El ascensor se detiene. Las puertas se abren. Y entonces se me ciega la vista.

Las pupilas se me contraen detrás de las gafas para ajustarse a la luz. Cuando por fin soy capaz de abrir los ojos, espero ver un inmenso faro o bengala brillante, alguna fuente de donde provenga la luz, pero no veo nada. La luz es ambiental. Su origen es distante, imposible. Algún instinto humano dentro de mí conoce este poder, conoce este primitivo origen de la vida. El sol. La luz del día. Me tiemblan las manos y salgo del ascensor con Dancer. No dice nada. Dudo que yo le escuchara aunque lo hiciese.

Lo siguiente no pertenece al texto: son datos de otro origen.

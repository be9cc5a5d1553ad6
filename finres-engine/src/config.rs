//! Engine configuration
//!
//! Loaded once per process from TOML (see `finres_common::config` for path
//! resolution). Every section has built-in defaults so a partial file, or no
//! file at all, yields a working engine. Tables are data only.

use crate::error::ResolveError;
use crate::registry;
use crate::types::{DocumentDefaults, MetricDefinition, MetricId};
use chrono::NaiveDate;
use finres_common::config::LoggingConfig;
use rust_decimal::Decimal;
use serde::{Deserialize, Serialize};
use std::collections::BTreeMap;
use std::path::Path;

/// Root of the engine TOML file
#[derive(Debug, Clone, Deserialize)]
pub struct EngineConfig {
    #[serde(default)]
    pub logging: LoggingConfig,

    #[serde(default)]
    pub normalization: NormalizationConfig,

    /// Extra label mappings, consulted alongside the built-in table
    #[serde(default)]
    pub labels: Vec<LabelMapping>,

    /// Metric registry; built-in definitions when the key is absent
    #[serde(default = "registry::builtin_definitions")]
    pub metrics: Vec<MetricDefinition>,

    #[serde(default)]
    pub scoring: ScoringConfig,

    #[serde(default)]
    pub validation: ValidationConfig,

    #[serde(default)]
    pub adjudication: AdjudicationConfig,

    #[serde(default)]
    pub pipeline: PipelineConfig,

    #[serde(default = "default_document_defaults")]
    pub defaults: DocumentDefaults,
}

impl Default for EngineConfig {
    fn default() -> Self {
        Self {
            logging: LoggingConfig::default(),
            normalization: NormalizationConfig::default(),
            labels: Vec::new(),
            metrics: registry::builtin_definitions(),
            scoring: ScoringConfig::default(),
            validation: ValidationConfig::default(),
            adjudication: AdjudicationConfig::default(),
            pipeline: PipelineConfig::default(),
            defaults: default_document_defaults(),
        }
    }
}

impl EngineConfig {
    /// Load from an optional path, falling back to built-in defaults
    pub fn load(path: Option<&Path>) -> Result<Self, ResolveError> {
        let config: EngineConfig = finres_common::config::load_or_default(path)?;
        Ok(config)
    }

    /// Parse from a TOML string
    pub fn from_toml_str(content: &str) -> Result<Self, ResolveError> {
        toml::from_str(content).map_err(|e| ResolveError::Config(e.to_string()))
    }
}

fn default_document_defaults() -> DocumentDefaults {
    DocumentDefaults {
        currency: Some("GBP".to_string()),
        scale: Some("millions".to_string()),
        period: None,
    }
}

// ============================================================================
// Normalization
// ============================================================================

/// Number formatting convention used when parsing amounts
#[derive(Debug, Clone, Copy, PartialEq, Eq, Default, Serialize, Deserialize)]
pub enum NumberLocale {
    /// 1,234.5
    #[default]
    #[serde(rename = "1,234.5", alias = "point")]
    PointDecimal,

    /// 1.234,5
    #[serde(rename = "1.234,5", alias = "comma")]
    CommaDecimal,
}

/// One currency conversion rate
#[derive(Debug, Clone, PartialEq, Serialize, Deserialize)]
pub struct RateEntry {
    pub from: String,
    pub to: String,
    pub rate: Decimal,

    /// Rate applies to periods ending on or after this date
    #[serde(default)]
    pub as_of: Option<NaiveDate>,
}

impl RateEntry {
    pub fn new(from: &str, to: &str, rate: Decimal) -> Self {
        Self {
            from: from.to_string(),
            to: to.to_string(),
            rate,
            as_of: None,
        }
    }
}

/// Unit normalization settings
///
/// `scales` and `scale_aliases` extend the built-in tables; `rates`
/// replaces the built-in rate table when present.
#[derive(Debug, Clone, Deserialize)]
pub struct NormalizationConfig {
    #[serde(default = "default_base_currency")]
    pub base_currency: String,

    #[serde(default = "default_rates")]
    pub rates: Vec<RateEntry>,

    #[serde(default)]
    pub scales: BTreeMap<String, Decimal>,

    #[serde(default)]
    pub scale_aliases: BTreeMap<String, String>,

    #[serde(default)]
    pub number_locale: NumberLocale,
}

impl Default for NormalizationConfig {
    fn default() -> Self {
        Self {
            base_currency: default_base_currency(),
            rates: default_rates(),
            scales: BTreeMap::new(),
            scale_aliases: BTreeMap::new(),
            number_locale: NumberLocale::default(),
        }
    }
}

fn default_base_currency() -> String {
    "GBP".to_string()
}

fn default_rates() -> Vec<RateEntry> {
    vec![
        RateEntry::new("USD", "GBP", Decimal::new(79, 2)),
        RateEntry::new("EUR", "GBP", Decimal::new(85, 2)),
        RateEntry::new("JPY", "GBP", Decimal::new(53, 4)),
        RateEntry::new("CHF", "GBP", Decimal::new(89, 2)),
        RateEntry::new("CAD", "GBP", Decimal::new(58, 2)),
        RateEntry::new("AUD", "GBP", Decimal::new(52, 2)),
        RateEntry::new("GBP", "USD", Decimal::new(127, 2)),
        RateEntry::new("GBP", "EUR", Decimal::new(118, 2)),
    ]
}

// ============================================================================
// Labels
// ============================================================================

/// Custom surface form for a canonical metric
#[derive(Debug, Clone, PartialEq, Serialize, Deserialize)]
pub struct LabelMapping {
    pub pattern: String,
    pub metric: MetricId,
}

// ============================================================================
// Scoring
// ============================================================================

/// Weight and cap of one confidence component
#[derive(Debug, Clone, Copy, PartialEq, Serialize, Deserialize)]
pub struct ComponentWeight {
    pub weight: f64,
    pub cap: f64,
}

impl ComponentWeight {
    pub const fn new(weight: f64, cap: f64) -> Self {
        Self { weight, cap }
    }
}

/// Candidate confidence scoring
///
/// Each component produces a raw score in [0, 1]; its contribution is
/// `min(weight * raw, cap)`. The sum is clamped to [0, 1].
#[derive(Debug, Clone, Deserialize)]
pub struct ScoringConfig {
    #[serde(default = "default_source_weight")]
    pub source_type: ComponentWeight,

    #[serde(default = "default_minor_weight")]
    pub section_relevance: ComponentWeight,

    #[serde(default = "default_minor_weight")]
    pub period_specificity: ComponentWeight,

    #[serde(default = "default_minor_weight")]
    pub evidence_completeness: ComponentWeight,

    /// Raw source score of a text mention (table cells score 1.0)
    #[serde(default = "default_text_source_raw")]
    pub text_source_raw: f64,

    /// Raw section score for notes when notes are not an expected section
    #[serde(default = "default_notes_section_raw")]
    pub notes_section_raw: f64,

    /// Raw section score for any other section
    #[serde(default = "default_other_section_raw")]
    pub other_section_raw: f64,

    /// Raw period score when the period came from document defaults
    #[serde(default = "default_inferred_period_raw")]
    pub inferred_period_raw: f64,
}

impl Default for ScoringConfig {
    fn default() -> Self {
        Self {
            source_type: default_source_weight(),
            section_relevance: default_minor_weight(),
            period_specificity: default_minor_weight(),
            evidence_completeness: default_minor_weight(),
            text_source_raw: default_text_source_raw(),
            notes_section_raw: default_notes_section_raw(),
            other_section_raw: default_other_section_raw(),
            inferred_period_raw: default_inferred_period_raw(),
        }
    }
}

fn default_source_weight() -> ComponentWeight {
    ComponentWeight::new(0.40, 0.40)
}

fn default_minor_weight() -> ComponentWeight {
    ComponentWeight::new(0.20, 0.20)
}

fn default_text_source_raw() -> f64 {
    0.5
}

fn default_notes_section_raw() -> f64 {
    0.5
}

fn default_other_section_raw() -> f64 {
    0.25
}

fn default_inferred_period_raw() -> f64 {
    0.25
}

// ============================================================================
// Validation
// ============================================================================

/// Deterministic rule tolerances
#[derive(Debug, Clone, Deserialize)]
pub struct ValidationConfig {
    /// Relative tolerance for two normalized values to count as equal
    #[serde(default = "default_unit_tolerance")]
    pub unit_tolerance: f64,

    /// Relative tolerance for subtotal closure
    #[serde(default = "default_closure_tolerance")]
    pub closure_tolerance: f64,

    /// Share of a range bound treated as "near the boundary"
    #[serde(default = "default_range_warning_margin")]
    pub range_warning_margin: f64,

    /// Largest plausible year-over-year change (5.0 = +500%)
    #[serde(default = "default_yoy_max_growth")]
    pub yoy_max_growth: f64,

    /// Smallest plausible year-over-year change (-0.9 = -90%)
    #[serde(default = "default_yoy_min_growth")]
    pub yoy_min_growth: f64,

    #[serde(default = "default_true")]
    pub warn_on_sign_flip: bool,
}

impl Default for ValidationConfig {
    fn default() -> Self {
        Self {
            unit_tolerance: default_unit_tolerance(),
            closure_tolerance: default_closure_tolerance(),
            range_warning_margin: default_range_warning_margin(),
            yoy_max_growth: default_yoy_max_growth(),
            yoy_min_growth: default_yoy_min_growth(),
            warn_on_sign_flip: true,
        }
    }
}

fn default_unit_tolerance() -> f64 {
    0.01
}

fn default_closure_tolerance() -> f64 {
    0.05
}

fn default_range_warning_margin() -> f64 {
    0.05
}

fn default_yoy_max_growth() -> f64 {
    5.0
}

fn default_yoy_min_growth() -> f64 {
    -0.9
}

fn default_true() -> bool {
    true
}

// ============================================================================
// Adjudication
// ============================================================================

/// Conflict adjudication settings
#[derive(Debug, Clone, Deserialize)]
pub struct AdjudicationConfig {
    /// Reasoning service URL; adjudication calls are skipped when unset
    #[serde(default)]
    pub endpoint: Option<String>,

    /// Environment variable holding the bearer token for `endpoint`
    #[serde(default)]
    pub api_key_env: Option<String>,

    /// Model name forwarded to the reasoning service
    #[serde(default)]
    pub model: Option<String>,

    /// Hard timeout for one reasoning call
    #[serde(default = "default_timeout_ms")]
    pub timeout_ms: u64,

    /// Maximum concurrent reasoning calls
    #[serde(default = "default_max_concurrent")]
    pub max_concurrent: usize,

    /// Client-side request rate limit
    #[serde(default = "default_requests_per_second")]
    pub requests_per_second: u32,

    /// Minimum confidence gap for an auto-ranked decision
    #[serde(default = "default_confidence_margin")]
    pub confidence_margin: f64,

    /// Use the top-ranked candidate when the reasoning call fails
    #[serde(default = "default_true")]
    pub fallback_on_failure: bool,

    /// Multiplier applied to the confidence of a fallback decision
    #[serde(default = "default_fallback_confidence_penalty")]
    pub fallback_confidence_penalty: f64,
}

impl Default for AdjudicationConfig {
    fn default() -> Self {
        Self {
            endpoint: None,
            api_key_env: None,
            model: None,
            timeout_ms: default_timeout_ms(),
            max_concurrent: default_max_concurrent(),
            requests_per_second: default_requests_per_second(),
            confidence_margin: default_confidence_margin(),
            fallback_on_failure: true,
            fallback_confidence_penalty: default_fallback_confidence_penalty(),
        }
    }
}

fn default_timeout_ms() -> u64 {
    60_000
}

fn default_max_concurrent() -> usize {
    4
}

fn default_requests_per_second() -> u32 {
    2
}

fn default_confidence_margin() -> f64 {
    0.15
}

fn default_fallback_confidence_penalty() -> f64 {
    0.5
}

// ============================================================================
// Pipeline
// ============================================================================

#[derive(Debug, Clone, Deserialize)]
pub struct PipelineConfig {
    /// Metrics resolved concurrently within a dependency tier
    #[serde(default = "default_workers")]
    pub workers: usize,
}

impl Default for PipelineConfig {
    fn default() -> Self {
        Self {
            workers: default_workers(),
        }
    }
}

fn default_workers() -> usize {
    4
}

Estamos en una habitación de extraña factura, diferente de todo cuanto haya imaginado. Bajo nuestros pies hay algún tipo de sustancia, dura pero que no es ni metal ni roca. Madera. La reconozco por las imágenes que la HP muestra de la Tierra. Una alfombra de mil tonalidades distintas se extiende sobre ella, y la siento blanda bajo los pies. Las paredes que nos rodean son de una madera rojiza, y en ellas hay tallados ciervos y árboles. A lo lejos suena una música tenue. Sigo la melodía hasta adentrarme en la habitación, hacia la luz.

Distingo un panel de cristal, una pared enorme que permite pasar a los rayos del sol hasta el instrumento negro y achaparrado con teclas blancas que suena sin que nadie lo toque en una habitación alta con tres paredes y un largo panel de ventanas con cristales. Todo es muy liso. Más allá del instrumento, más allá del vidrio, hay algo que no logro comprender. Me acerco a trompicones hacia la ventana, hacia la luz, y me caigo de rodillas, con las manos apoyadas contra el cristal. Gimo con una nota larga y monocorde.

—Por fin lo entiendes —dice Dancer—. Nos han engañado.

Al otro lado del cristal se extiende una ciudad.